■ Your objective ■
Find the string "invalid" in the records. Copy every line it appears in.

[Stored data]

- - -

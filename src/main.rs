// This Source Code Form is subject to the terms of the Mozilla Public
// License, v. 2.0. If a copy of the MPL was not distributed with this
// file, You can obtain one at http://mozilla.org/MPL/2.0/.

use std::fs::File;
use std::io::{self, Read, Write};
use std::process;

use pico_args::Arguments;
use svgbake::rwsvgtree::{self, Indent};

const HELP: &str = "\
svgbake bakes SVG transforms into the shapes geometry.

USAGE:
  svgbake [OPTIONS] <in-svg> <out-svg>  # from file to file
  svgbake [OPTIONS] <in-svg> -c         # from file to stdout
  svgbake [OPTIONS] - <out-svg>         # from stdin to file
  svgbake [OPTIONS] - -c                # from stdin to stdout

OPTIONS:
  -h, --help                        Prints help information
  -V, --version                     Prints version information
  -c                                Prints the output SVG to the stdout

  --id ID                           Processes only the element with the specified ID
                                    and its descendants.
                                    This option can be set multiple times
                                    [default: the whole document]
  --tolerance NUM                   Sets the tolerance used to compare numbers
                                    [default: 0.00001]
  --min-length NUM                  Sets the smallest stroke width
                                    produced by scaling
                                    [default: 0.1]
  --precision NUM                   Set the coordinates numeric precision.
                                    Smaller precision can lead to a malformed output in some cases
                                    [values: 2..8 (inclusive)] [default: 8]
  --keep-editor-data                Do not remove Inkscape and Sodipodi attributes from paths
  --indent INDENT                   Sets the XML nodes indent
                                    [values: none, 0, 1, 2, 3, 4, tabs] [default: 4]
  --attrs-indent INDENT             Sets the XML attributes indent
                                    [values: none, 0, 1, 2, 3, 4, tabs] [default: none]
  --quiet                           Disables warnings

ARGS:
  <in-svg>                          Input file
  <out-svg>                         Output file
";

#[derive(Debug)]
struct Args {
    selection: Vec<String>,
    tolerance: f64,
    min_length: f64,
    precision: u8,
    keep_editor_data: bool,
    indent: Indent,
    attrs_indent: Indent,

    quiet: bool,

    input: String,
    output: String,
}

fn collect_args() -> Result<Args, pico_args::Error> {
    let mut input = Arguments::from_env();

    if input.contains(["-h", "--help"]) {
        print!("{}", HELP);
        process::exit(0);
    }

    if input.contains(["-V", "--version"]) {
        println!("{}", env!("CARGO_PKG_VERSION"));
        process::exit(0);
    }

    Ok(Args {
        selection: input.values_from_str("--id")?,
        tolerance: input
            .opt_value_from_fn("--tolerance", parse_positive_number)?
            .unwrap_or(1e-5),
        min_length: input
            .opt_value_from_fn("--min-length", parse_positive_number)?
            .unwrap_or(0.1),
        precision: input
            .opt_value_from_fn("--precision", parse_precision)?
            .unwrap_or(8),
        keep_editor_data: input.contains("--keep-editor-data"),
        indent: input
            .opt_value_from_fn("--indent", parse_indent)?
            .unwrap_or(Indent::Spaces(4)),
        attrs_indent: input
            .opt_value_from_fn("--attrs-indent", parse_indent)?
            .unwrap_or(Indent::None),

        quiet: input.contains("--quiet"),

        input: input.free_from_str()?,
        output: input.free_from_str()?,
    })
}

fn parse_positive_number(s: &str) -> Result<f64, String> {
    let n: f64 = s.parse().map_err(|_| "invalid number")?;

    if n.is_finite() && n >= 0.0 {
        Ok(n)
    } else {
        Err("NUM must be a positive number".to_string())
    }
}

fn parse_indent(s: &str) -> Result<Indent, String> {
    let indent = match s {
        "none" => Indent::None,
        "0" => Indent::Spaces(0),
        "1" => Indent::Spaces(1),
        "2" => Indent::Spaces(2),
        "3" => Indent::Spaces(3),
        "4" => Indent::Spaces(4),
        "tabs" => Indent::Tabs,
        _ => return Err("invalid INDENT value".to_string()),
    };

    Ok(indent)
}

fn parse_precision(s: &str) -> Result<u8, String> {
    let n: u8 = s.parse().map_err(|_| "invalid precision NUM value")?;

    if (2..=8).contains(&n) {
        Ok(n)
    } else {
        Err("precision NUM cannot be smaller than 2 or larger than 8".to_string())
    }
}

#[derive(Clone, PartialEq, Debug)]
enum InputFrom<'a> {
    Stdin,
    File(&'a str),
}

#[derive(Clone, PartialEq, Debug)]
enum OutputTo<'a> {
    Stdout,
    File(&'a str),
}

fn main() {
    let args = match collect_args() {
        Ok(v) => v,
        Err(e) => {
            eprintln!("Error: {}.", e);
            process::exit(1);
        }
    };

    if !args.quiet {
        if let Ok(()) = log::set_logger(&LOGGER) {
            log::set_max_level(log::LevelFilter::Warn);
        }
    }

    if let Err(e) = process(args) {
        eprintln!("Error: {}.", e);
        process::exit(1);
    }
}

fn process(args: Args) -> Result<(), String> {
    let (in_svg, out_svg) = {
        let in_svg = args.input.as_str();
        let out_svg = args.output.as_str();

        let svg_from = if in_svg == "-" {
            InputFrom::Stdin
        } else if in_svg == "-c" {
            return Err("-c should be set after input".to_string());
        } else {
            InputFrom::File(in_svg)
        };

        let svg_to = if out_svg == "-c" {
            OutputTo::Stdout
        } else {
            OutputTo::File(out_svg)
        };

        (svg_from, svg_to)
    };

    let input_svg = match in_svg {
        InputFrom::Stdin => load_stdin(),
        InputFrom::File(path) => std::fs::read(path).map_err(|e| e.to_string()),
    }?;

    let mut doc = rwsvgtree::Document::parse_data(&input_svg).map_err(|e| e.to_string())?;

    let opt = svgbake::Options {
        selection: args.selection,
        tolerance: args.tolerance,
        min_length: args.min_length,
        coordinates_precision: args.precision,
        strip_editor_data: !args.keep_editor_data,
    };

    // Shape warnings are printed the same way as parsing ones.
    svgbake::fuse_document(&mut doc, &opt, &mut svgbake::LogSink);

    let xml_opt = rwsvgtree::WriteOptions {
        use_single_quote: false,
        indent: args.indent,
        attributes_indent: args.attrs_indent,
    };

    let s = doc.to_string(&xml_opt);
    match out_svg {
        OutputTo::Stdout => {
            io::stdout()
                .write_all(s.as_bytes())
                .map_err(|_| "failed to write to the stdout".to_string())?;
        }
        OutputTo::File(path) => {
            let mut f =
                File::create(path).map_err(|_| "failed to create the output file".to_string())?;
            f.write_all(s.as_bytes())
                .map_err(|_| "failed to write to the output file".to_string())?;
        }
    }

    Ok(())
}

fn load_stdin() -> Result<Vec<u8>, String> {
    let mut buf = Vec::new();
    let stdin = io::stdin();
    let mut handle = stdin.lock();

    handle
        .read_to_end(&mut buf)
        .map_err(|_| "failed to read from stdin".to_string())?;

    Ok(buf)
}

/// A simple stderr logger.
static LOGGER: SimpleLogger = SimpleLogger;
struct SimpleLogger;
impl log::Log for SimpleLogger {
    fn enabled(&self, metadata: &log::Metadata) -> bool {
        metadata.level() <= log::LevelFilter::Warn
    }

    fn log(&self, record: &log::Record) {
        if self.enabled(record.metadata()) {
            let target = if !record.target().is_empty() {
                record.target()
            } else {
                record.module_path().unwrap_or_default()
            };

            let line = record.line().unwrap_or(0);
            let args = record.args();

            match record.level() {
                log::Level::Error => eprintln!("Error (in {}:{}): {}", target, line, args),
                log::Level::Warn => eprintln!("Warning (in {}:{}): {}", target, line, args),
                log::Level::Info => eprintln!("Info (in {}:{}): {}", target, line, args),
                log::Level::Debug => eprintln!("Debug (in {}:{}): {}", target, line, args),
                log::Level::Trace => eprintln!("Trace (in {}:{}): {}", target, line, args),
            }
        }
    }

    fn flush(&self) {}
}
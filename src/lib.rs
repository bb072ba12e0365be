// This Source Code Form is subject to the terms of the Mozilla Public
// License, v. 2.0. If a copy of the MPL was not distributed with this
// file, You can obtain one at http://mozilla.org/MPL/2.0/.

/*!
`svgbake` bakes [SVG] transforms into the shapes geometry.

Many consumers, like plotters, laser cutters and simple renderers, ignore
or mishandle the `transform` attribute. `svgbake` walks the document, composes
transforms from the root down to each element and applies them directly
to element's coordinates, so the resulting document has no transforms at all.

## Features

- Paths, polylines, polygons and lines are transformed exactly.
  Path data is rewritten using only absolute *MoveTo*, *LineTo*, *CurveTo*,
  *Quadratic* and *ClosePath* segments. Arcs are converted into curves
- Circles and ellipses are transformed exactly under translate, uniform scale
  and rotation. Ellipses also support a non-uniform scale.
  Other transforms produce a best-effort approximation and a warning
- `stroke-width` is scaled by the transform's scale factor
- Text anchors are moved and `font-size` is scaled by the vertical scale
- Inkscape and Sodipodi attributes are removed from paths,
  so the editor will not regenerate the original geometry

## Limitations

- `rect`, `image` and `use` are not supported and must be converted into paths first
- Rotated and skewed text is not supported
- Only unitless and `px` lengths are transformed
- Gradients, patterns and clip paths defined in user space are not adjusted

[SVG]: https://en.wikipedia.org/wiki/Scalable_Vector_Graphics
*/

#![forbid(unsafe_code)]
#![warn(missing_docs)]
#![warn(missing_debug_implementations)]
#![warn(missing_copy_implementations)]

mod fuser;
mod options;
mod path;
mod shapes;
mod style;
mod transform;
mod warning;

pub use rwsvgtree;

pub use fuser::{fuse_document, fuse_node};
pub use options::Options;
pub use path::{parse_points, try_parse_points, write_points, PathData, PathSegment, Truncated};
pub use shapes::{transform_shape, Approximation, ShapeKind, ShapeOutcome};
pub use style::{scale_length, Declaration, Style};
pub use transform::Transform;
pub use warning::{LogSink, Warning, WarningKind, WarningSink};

- - -

■ Answer ■
    let n: f64 = s.parse().map_err(|_| "invalid number")?;
        _ => return Err("invalid INDENT value".to_string()),
    let n: u8 = s.parse().map_err(|_| "invalid precision NUM value")?;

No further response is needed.